The practical side of me says that this is a good substitute for the sometimes...ahem...unstylish golf cart. Not all of us are lucky enough have a souped-up club car with a radio or cooler or red velvet-upolstered seats. Forget the superficiality factor for a moment, though: this is also great for those who are physically unable to sit for or walk 18 holes, or maybe don't care for the inhibiting factors a classic cart presents. This gadget could make golf more accessible, which has many positive implications for the future of the game.

But now that all that's out of the way, onto the goods. This puppy gets to speeds of up to 12 miles per hour, has zero turning radius and, according to Segway, is a great way to keep up with your foursome, instead of splitting up into two carts. I don't think I need to explain further what all of this implies, although I will say that I do not and will not suggest, promote or condone Segway racing or tricks on the golf course. I am simply realistic and know that it will inevitably happen.

Add this to your Mothers' Day, Fathers' Day or Grandparents' Day lists, or skip your first car for your 16th birthday or grad gift and pick up one of these instead. At $6,175, it's practically a steal AND you'll be the envy of all those golfers around you. www.segway.com

May 15, 2007

Read any good books lately...?

As a member of the golf communications community, I am privy to the new, the exciting, and the up-and-coming of many facets of the game, but only have so much room to share in FORE Magazine. Much of this includes apparel, equipment and courses, but it also includes a favorite pastime of mine: books!

Being the literary…ahem…nerd that I am, the delivery of a new golf book to FORE headquarters always piques my interests a little. We have shelves and shelves of books here that publishers send to us, from beautiful coffee table books full of photography (such as Classic Shots by Marty Parkes of the USGA, a MUST-see even for non-golf fans) to history, biography, instruction, and, my personal favorite, sarcastic humorous golf comedy books that simply put everyone’s favorite game in perspective.

Intruigued by the latter? Let’s just say when Bobby Rusher’s How to Line Up Your Fourth Putt ($15 at amazon.com) arrived on my desk, my need for a good golf laugh was satiated.

Before I begin, let me reiterate that I don’t condone much, if any, of what Rusher writes about here. But no golfer I know, scratch or otherwise, can deny that some of these thoughts or ideas haven’t passed through their minds. As one person eloquently put it, this book is for those people who need a good laugh at themselves…since others are doing it anyway.
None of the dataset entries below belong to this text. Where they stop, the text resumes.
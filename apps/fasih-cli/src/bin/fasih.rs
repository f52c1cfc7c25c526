use std::path::{Path, PathBuf};

use anyhow::{Context, Result};
use clap::{Parser, Subcommand};
use tracing_subscriber::EnvFilter;

use fasih_core::config::{Config, Settings};
use fasih_core::types::SearchResult;
use fasih_core::Corpus;
use fasih_embed::get_default_embedder;
use fasih_hybrid::HybridRetriever;

/// Hybrid lexical and semantic search over the Seven Mu'allaqat
#[derive(Parser, Debug)]
#[command(name = "fasih")]
#[command(author, version, about, long_about = None)]
#[command(propagate_version = true)]
struct Cli {
    /// Extra TOML config merged over config.toml and config.<env>.toml
    #[arg(long, global = true)]
    config: Option<PathBuf>,

    /// Increase verbosity (-v, -vv)
    #[arg(short, long, action = clap::ArgAction::Count, global = true)]
    verbose: u8,

    /// Corpus JSON (overrides data.corpus_path)
    #[arg(long, global = true)]
    corpus: Option<PathBuf>,

    /// Semantic index directory (overrides data.index_dir)
    #[arg(long, global = true)]
    index: Option<PathBuf>,

    #[command(subcommand)]
    command: Commands,
}

#[derive(Subcommand, Debug)]
enum Commands {
    /// Embed the corpus and write the semantic index
    Build,
    /// Search verses
    Search {
        query: String,
        /// Number of results (defaults to retrieval.default_k)
        #[arg(short = 'k', long = "top-k")]
        k: Option<usize>,
        /// Minimum score (defaults to retrieval.default_threshold)
        #[arg(long)]
        threshold: Option<f32>,
        #[arg(long)]
        json: bool,
    },
    /// List poets with their odes and verse counts
    Poets {
        #[arg(long)]
        json: bool,
    },
    /// Show corpus and index status
    Stats {
        #[arg(long)]
        json: bool,
    },
}

fn init_tracing(verbose: u8) {
    let default = match verbose {
        0 => "info",
        1 => "debug",
        _ => "trace",
    };
    let filter = EnvFilter::try_from_default_env().unwrap_or_else(|_| EnvFilter::new(default));
    tracing_subscriber::fmt()
        .with_env_filter(filter)
        .with_writer(std::io::stderr)
        .with_target(false)
        .init();
}

fn main() -> Result<()> {
    let cli = Cli::parse();
    init_tracing(cli.verbose);

    let config = Config::load_with(cli.config.as_deref()).context("loading configuration")?;
    let settings = config.settings()?;
    let corpus_path = cli.corpus.clone().unwrap_or_else(|| settings.data.corpus_path());
    let index_dir = cli.index.clone().unwrap_or_else(|| settings.data.index_dir());

    let rt = tokio::runtime::Runtime::new()?;
    match cli.command {
        Commands::Build => {
            let embedder = get_default_embedder(&settings.embedding)?;
            let retriever = rt.block_on(fasih_hybrid::build(&corpus_path, &index_dir, &settings, embedder))?;
            let stats = retriever.stats();
            let pruned = fasih_hybrid::prune_versions(&index_dir)?;
            tracing::debug!(pruned, "removed superseded index versions");
            println!("Indexed {} verses by {} poets into {}", stats.records, stats.poets, index_dir.display());
        }
        Commands::Search { query, k, threshold, json } => {
            let retriever = rt.block_on(open_retriever(&settings, &corpus_path, &index_dir))?;
            let k = k.unwrap_or(settings.retrieval.default_k);
            let threshold = threshold.unwrap_or(settings.retrieval.default_threshold);
            let results = rt.block_on(retriever.search(&query, k, threshold))?;
            if json {
                println!("{}", serde_json::to_string_pretty(&results)?);
            } else {
                print_results(&query, &results);
            }
        }
        Commands::Poets { json } => {
            let poets = Corpus::load(&corpus_path)?.poets();
            if json {
                println!("{}", serde_json::to_string_pretty(&poets)?);
            } else {
                for poet in &poets {
                    println!("{} ({} verses): {}", poet.name, poet.verse_count, poet.poems.join("، "));
                }
            }
        }
        Commands::Stats { json } => {
            let retriever = rt.block_on(open_retriever(&settings, &corpus_path, &index_dir))?;
            let stats = retriever.stats();
            if json {
                println!("{}", serde_json::to_string_pretty(&stats)?);
            } else {
                println!("records:  {}", stats.records);
                println!("poets:    {}", stats.poets);
                println!("lexical:  {}", if stats.lexical_ready { "ready" } else { "missing" });
                println!("semantic: {}", if stats.semantic_ready { "ready" } else { "unavailable" });
            }
        }
    }
    Ok(())
}

/// Full retriever when an embedder is available, lexical-only otherwise.
async fn open_retriever(settings: &Settings, corpus_path: &Path, index_dir: &Path) -> Result<HybridRetriever> {
    match get_default_embedder(&settings.embedding) {
        Ok(embedder) => fasih_hybrid::load(corpus_path, index_dir, settings, embedder).await,
        Err(e) => {
            tracing::warn!(error = %e, "no embedder; lexical search only");
            let mut retriever: HybridRetriever = HybridRetriever::new(settings.retrieval.clone());
            retriever.build_lexical(Corpus::load(corpus_path)?)?;
            Ok(retriever)
        }
    }
}

fn print_results(query: &str, results: &[SearchResult]) {
    if results.is_empty() {
        println!("No results for '{query}'");
        return;
    }
    for (rank, result) in results.iter().enumerate() {
        let record = &result.record;
        println!(
            "{}. [{} {:.3}] {} - {} #{}",
            rank + 1,
            result.retrieval_source,
            result.score,
            record.poet_name,
            record.poem_name,
            record.verse_number
        );
        println!("   {}", record.verse_text);
        if !result.explanation.is_empty() {
            println!("   {}", result.explanation);
        }
    }
}
//! fasih-core
//!
//! Data model, corpus loading, Arabic normalization, configuration and the
//! traits the text, vector and hybrid crates plug into.

#![deny(warnings)]
#![deny(dead_code)]
#![deny(unused_variables)]
#![deny(unused_imports)]

pub mod config;
pub mod corpus;
pub mod error;
pub mod normalize;
pub mod traits;
pub mod types;

pub use corpus::Corpus;
pub use error::Error;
From “How to Avoid the Water When You Lie Eight in the Bunker” (answer: pick up) to “What to Do When You’ve Parred the Course by the 11th Hole” (this was once me!), the 84 one-page chapters of this book contain some of the most sound social sports advice I’ve seen. For those having a rougher day than their opponents, Chapter 62 offers “How to Increase Your Opponent’s Score When You Are Unable to Decrease Your Own.” If you’re behind in your skins game, try Chapter 9: “Using Your Shadow on the Greens to Maximize Earnings” (shadow puppets, anyone?). My fondness, however, lies in Chapter 12, perhaps because of my familiarity with it being used against me: “The Art of Telling Jokes When Your Opponent Is In the Bunker.” You know you’ve done it. Enough said.

Rusher’s not the only genius out there: A Disorderly Compendium of Golf: Wisdom, Folly, Rules, Truths, Trivia and More, by Lorne Rubenstein and Jeff Neuman (best $14 on a golf book spent) will keep even non-reading aficionados interested. If nothing else than for its 50 Most Memorable Lines from Caddyshack.